As The Miami Student editorial board wrote ahead of his lecture, "We don't agree with Will's comments, but we think the university and its students should use this opportunity to generate discussion about sexual assault issues on our campus."
It's difficult to see what would be gained by removing the potential for such a dialogue and a learning experience, especially if one thinks Will had committed an egregious characterization of the sexual assault issue on college campuses.
I'm someone that believes college ought to be a space where intellectual disagreement is encouraged and commonplace, and where we regularly engage with those we disagree with.
So in signing that petition, I committed one of my greatest lapses in judgment and rationality.
Colleges and universities have given in to the mentality of safe spaces, banned lecturers and the like all too often lately. Unfortunately, I am partially a contributor to such a new wave of anti-intellectualism and paternalism.
Kelly Moore, in a letter to the editor to our paper after Will's lecture, wrote, in part, "Civilized people don't tolerate Holocaust deniers, because denying the Holocaust is a kind of obscenity that reduces that bonfire of courage and sacrifice and human suffering to a question to be debated."
But, I'm not sure it's so axiomatic that even a Holocaust denier ought to be denied entry to Miami.
After all, in 2007, then Iranian President Mahmoud Ahmadinejad spoke to Columbia University as a noted Holocaust denier and homophobe, among other things.
Certainly, it is the case that freedom of speech doesn't entail the requirement to provide a platform. However, I quite like Columbia University President Lee C. Bollinger's reasoning:
"What is at stake is the ability to learn about the world and know about people, even dictators, even people who are highly repressive and highly dangerous, as Dr. Ahmadinejad," Bollinger said.
And yet, according to Gallup, college students -- two-thirds of them -- believe there are times when restricting free speech on campus is acceptable.
Most troubling for people like me is that 59 percent of college students have little or no trust in the press to report the news accurately and fairly.
In fact, those two ideas -- times when restricting free speech is acceptable and a distrust of the press -- converged at Miami with the recent controversy over the Tim Fresch article.
No matter one's view on the article, I would hope most would find it repugnant to think Miami's administration should "do something about us," or that the Student's funding should be pulled or that the faculty advisor, Professor James Tobin, should be fired (despite not actually having any say, rightly, over what we print; he can only make suggestions).
Those are all comments I saw among the reactions to the article.
Even the calls to retract the article are misguided. What point would that serve, especially when it's already in the ether? Instead, let's talk about it in a robust manner, as has happened, although not always in a civil manner.

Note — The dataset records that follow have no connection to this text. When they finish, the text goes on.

//! Wire records for the closet services.
//!
//! Geometry on the wire is the canonical relative form (`box_x..box_h`,
//! fractions of the owning image). One legacy collaborator still emits
//! corner-pixel boxes; [`ItemRecord::from_corner_pixels`] is the single,
//! versioned conversion point for that shape.

use chrono::{DateTime, Utc};
use serde::{Deserialize, Serialize};

use crate::geometry::{Corners, RelBox, Size};

/// An uploaded clothing photo as the image store describes it.
#[derive(Serialize, Deserialize, Debug, Clone, PartialEq)]
pub struct ImageRecord {
    pub id: String,
    pub url: String,
    #[serde(default)]
    pub name: Option<String>,
    #[serde(default)]
    pub width: f32,
    #[serde(default)]
    pub height: f32,
    /// Upload size in bytes, when the server reports it.
    #[serde(default)]
    pub size: Option<u64>,
}

impl ImageRecord {
    /// Natural dimensions; a record without known dimensions acts as 1x1
    /// until the pixels are decoded locally.
    pub fn natural_size(&self) -> Size {
        Size::new(self.width, self.height).sanitized()
    }
}

/// A garment region tied to an image, geometry in relative form.
#[derive(Serialize, Deserialize, Debug, Clone, PartialEq)]
pub struct ItemRecord {
    #[serde(default)]
    pub id: Option<String>,
    #[serde(default)]
    pub image_id: Option<String>,
    #[serde(rename = "type")]
    pub kind: String,
    #[serde(default)]
    pub caption: String,
    /// Which detector/upload produced this item.
    #[serde(default)]
    pub source: Option<String>,
    pub box_x: f32,
    pub box_y: f32,
    pub box_w: f32,
    pub box_h: f32,
    #[serde(default)]
    pub created_at: Option<DateTime<Utc>>,
}

impl ItemRecord {
    pub fn rect(&self) -> RelBox {
        RelBox::new(self.box_x, self.box_y, self.box_w, self.box_h)
    }

    pub fn set_rect(&mut self, rect: RelBox) {
        self.box_x = rect.x;
        self.box_y = rect.y;
        self.box_w = rect.w;
        self.box_h = rect.h;
    }

    /// Convert a v1 corner-pixel item into the canonical relative form.
    /// Corner order is not trusted; `natural` is the owning image's size.
    pub fn from_corner_pixels(v1: CornerItemV1, natural: Size) -> Self {
        let corners = Corners {
            x0: v1.bbox_x0,
            y0: v1.bbox_y0,
            x1: v1.bbox_x1,
            y1: v1.bbox_y1,
        };
        let rect = corners.to_relative(natural).clamped();
        Self {
            id: v1.id,
            image_id: v1.image_id,
            kind: v1.kind,
            caption: v1.caption,
            source: v1.source,
            box_x: rect.x,
            box_y: rect.y,
            box_w: rect.w,
            box_h: rect.h,
            created_at: v1.created_at,
        }
    }
}

/// Legacy detection-service item shape: absolute corners in natural pixels.
#[derive(Deserialize, Debug, Clone, PartialEq)]
pub struct CornerItemV1 {
    #[serde(default)]
    pub id: Option<String>,
    #[serde(default)]
    pub image_id: Option<String>,
    #[serde(rename = "type")]
    pub kind: String,
    #[serde(default)]
    pub caption: String,
    #[serde(default)]
    pub source: Option<String>,
    pub bbox_x0: f32,
    pub bbox_y0: f32,
    pub bbox_x1: f32,
    pub bbox_y1: f32,
    #[serde(default)]
    pub created_at: Option<DateTime<Utc>>,
}

/// Payload for `POST /recommendations`.
#[derive(Serialize, Debug, Clone, PartialEq)]
pub struct RecommendationRequest {
    pub selected_item_ids: Vec<String>,
    pub query: String,
    pub occasions: Vec<String>,
    #[serde(skip_serializing_if = "Option::is_none")]
    pub source: Option<String>,
    #[serde(skip_serializing_if = "Option::is_none")]
    pub budget: Option<String>,
}

#[derive(Deserialize, Debug, Clone, PartialEq, Default)]
pub struct RecommendationResponse {
    #[serde(default)]
    pub outfits: Vec<Outfit>,
}

/// One ranked outfit candidate.
#[derive(Deserialize, Debug, Clone, PartialEq)]
pub struct Outfit {
    #[serde(default)]
    pub id: Option<String>,
    pub score: f32,
    #[serde(default)]
    pub items: Vec<OutfitItem>,
    #[serde(default)]
    pub explanation: String,
}

/// A garment cutout inside an outfit; `src` is the image composited during
/// try-on.
#[derive(Deserialize, Debug, Clone, PartialEq)]
pub struct OutfitItem {
    #[serde(default)]
    pub id: Option<String>,
    pub title: String,
    #[serde(default)]
    pub category: String,
    pub src: String,
}

#[derive(Deserialize, Debug, Clone, PartialEq)]
pub struct TryOnResponse {
    pub result: TryOnResult,
}

#[derive(Deserialize, Debug, Clone, PartialEq)]
pub struct TryOnResult {
    pub result_url: String,
}

#[cfg(test)]
mod tests {
    use super::*;

    #[test]
    fn test_item_record_wire_shape() {
        let json = r#"{
            "id": "it_1",
            "type": "shirt",
            "caption": "blue flannel",
            "box_x": 0.1, "box_y": 0.2, "box_w": 0.3, "box_h": 0.25
        }"#;
        let item: ItemRecord = serde_json::from_str(json).unwrap();
        assert_eq!(item.kind, "shirt");
        assert_eq!(item.rect(), RelBox::new(0.1, 0.2, 0.3, 0.25));

        // `type` keyword round-trips through the rename.
        let back = serde_json::to_string(&item).unwrap();
        assert!(back.contains("\"type\":\"shirt\""));
    }

    #[test]
    fn test_corner_pixel_conversion() {
        let v1: CornerItemV1 = serde_json::from_str(
            r#"{"type": "pants", "bbox_x0": 300, "bbox_y0": 400, "bbox_x1": 100, "bbox_y1": 160}"#,
        )
        .unwrap();
        let item = ItemRecord::from_corner_pixels(v1, Size::new(1000.0, 800.0));
        // Corners arrive in the wrong order and are normalized.
        assert_eq!(item.rect(), RelBox::new(0.1, 0.2, 0.2, 0.3));
    }

    #[test]
    fn test_recommendation_response_tolerates_missing_fields() {
        let resp: RecommendationResponse = serde_json::from_str(
            r#"{"outfits": [{"score": 0.92, "items": [{"title": "Blue Denim Jacket", "src": "https://x/jacket.png"}]}]}"#,
        )
        .unwrap();
        assert_eq!(resp.outfits.len(), 1);
        assert_eq!(resp.outfits[0].items[0].title, "Blue Denim Jacket");
        assert!(resp.outfits[0].explanation.is_empty());
    }

    #[test]
    fn test_unknown_image_dimensions_act_as_unit() {
        let record: ImageRecord =
            serde_json::from_str(r#"{"id": "im_1", "url": "http://x/1.jpg"}"#).unwrap();
        assert_eq!(record.natural_size(), Size::new(1.0, 1.0));
    }
}
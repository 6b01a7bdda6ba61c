//! Try-on screen state: the user photo and the garment overlays placed on
//! top of it.

use iced::widget::image::Handle;

use crate::editor::{BoxCollection, Commit};
use crate::geometry::{RelBox, Size};
use crate::state::LoadedPhoto;

/// Where a freshly added overlay lands: centered-ish, moderate size.
pub const DEFAULT_OVERLAY_RECT: RelBox = RelBox {
    x: 0.35,
    y: 0.2,
    w: 0.3,
    h: 0.3,
};

/// Overlays can't be resized below this fraction of the photo per axis.
pub const MIN_OVERLAY_FRACTION: f32 = 0.02;

/// The garment cutout behind one overlay box. Bytes and handle arrive after
/// the fetch resolves; a failed fetch leaves them `None` and the overlay is
/// skipped at export time.
#[derive(Debug, Clone)]
pub struct OverlaySource {
    pub title: String,
    pub url: String,
    pub bytes: Option<Vec<u8>>,
    pub handle: Option<Handle>,
}

#[derive(Debug, Clone)]
pub struct UserPhoto {
    /// Original encoded bytes, kept for export.
    pub bytes: Vec<u8>,
    pub loaded: LoadedPhoto,
}

#[derive(Debug, Default)]
pub struct TryOnState {
    pub photo: Option<UserPhoto>,
    pub overlays: BoxCollection<OverlaySource>,
    pub exporting: bool,
    /// Bumped whenever the photo changes; invalidates in-flight drags.
    pub epoch: u64,
}

impl TryOnState {
    pub fn natural(&self) -> Size {
        match &self.photo {
            Some(photo) => photo.loaded.natural,
            None => Size::new(1.0, 1.0),
        }
    }

    /// A new photo starts a clean stage: overlays belong to the old photo's
    /// geometry and are dropped with it.
    pub fn set_photo(&mut self, bytes: Vec<u8>, loaded: LoadedPhoto) {
        self.photo = Some(UserPhoto { bytes, loaded });
        self.overlays.clear();
        self.epoch += 1;
    }

    pub fn clear_photo(&mut self) {
        self.photo = None;
        self.overlays.clear();
        self.epoch += 1;
    }

    /// Add an overlay at the default placement and select it. The caller
    /// kicks off the cutout fetch and reports back via
    /// [`TryOnState::overlay_fetched`].
    pub fn add_overlay(&mut self, title: String, url: String) -> u64 {
        let id = self.overlays.add(
            DEFAULT_OVERLAY_RECT,
            OverlaySource {
                title,
                url,
                bytes: None,
                handle: None,
            },
        );
        self.overlays.select(Some(id));
        id
    }

    /// Attach fetched cutout bytes. A no-op if the overlay was removed while
    /// the fetch was in flight.
    pub fn overlay_fetched(&mut self, id: u64, bytes: Vec<u8>) {
        let handle = Handle::from_bytes(bytes.clone());
        self.overlays.update(id, |entity| {
            entity.data.bytes = Some(bytes);
            entity.data.handle = Some(handle);
        });
    }

    pub fn remove_overlay(&mut self, id: u64) {
        self.overlays.remove(id);
    }

    pub fn clear_overlays(&mut self) {
        self.overlays.clear();
    }

    /// Apply a finished drag. The try-on stage never draws new boxes, so a
    /// create commit can only be stale noise and is dropped.
    pub fn apply_commit(&mut self, commit: Commit) {
        if let Commit::Update { id, rect } = commit {
            self.overlays.set_rect(id, rect);
        }
    }

    /// Snapshot for the export engine: `(geometry, bytes)` in draw order.
    pub fn export_layers(&self) -> Vec<(RelBox, Option<Vec<u8>>)> {
        self.overlays
            .iter()
            .map(|entity| (entity.rect, entity.data.bytes.clone()))
            .collect()
    }
}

Nevertheless, I take solace in my lapse in judgment over the petition.
Not only do I now have a chance to use one of my last columns to repent, but also to actively make the case for another controversial campus appearance.
On April 30, Jeffry Smith, a firearm instructor and activist from Cincinnati, is planning an open-carry event through the campus and city of Oxford. As of this writing, according to the group's Facebook age, 46 people are going, with 121 interested.
The aim is to campaign for concealed carry on Miami's campus.
One of the biggest problems in our dialogues about guns is precisely that we don't dialogue or even seek to understand the other side.
There is nothing inherent in owning, possessing and carrying a gun that makes someone violent.
Their presence on campus, much like Will's or Ahmadinejad's, ought to be seen as a learning opportunity.
Unlike what Evan Fackler said in his April 12 column on the subject, it would be in accordance with the ideal of college culture, not the antithesis.
Free speech and free expression (even if that entails armed expression) should not be feared, most especially when it involves a clashing of ideas.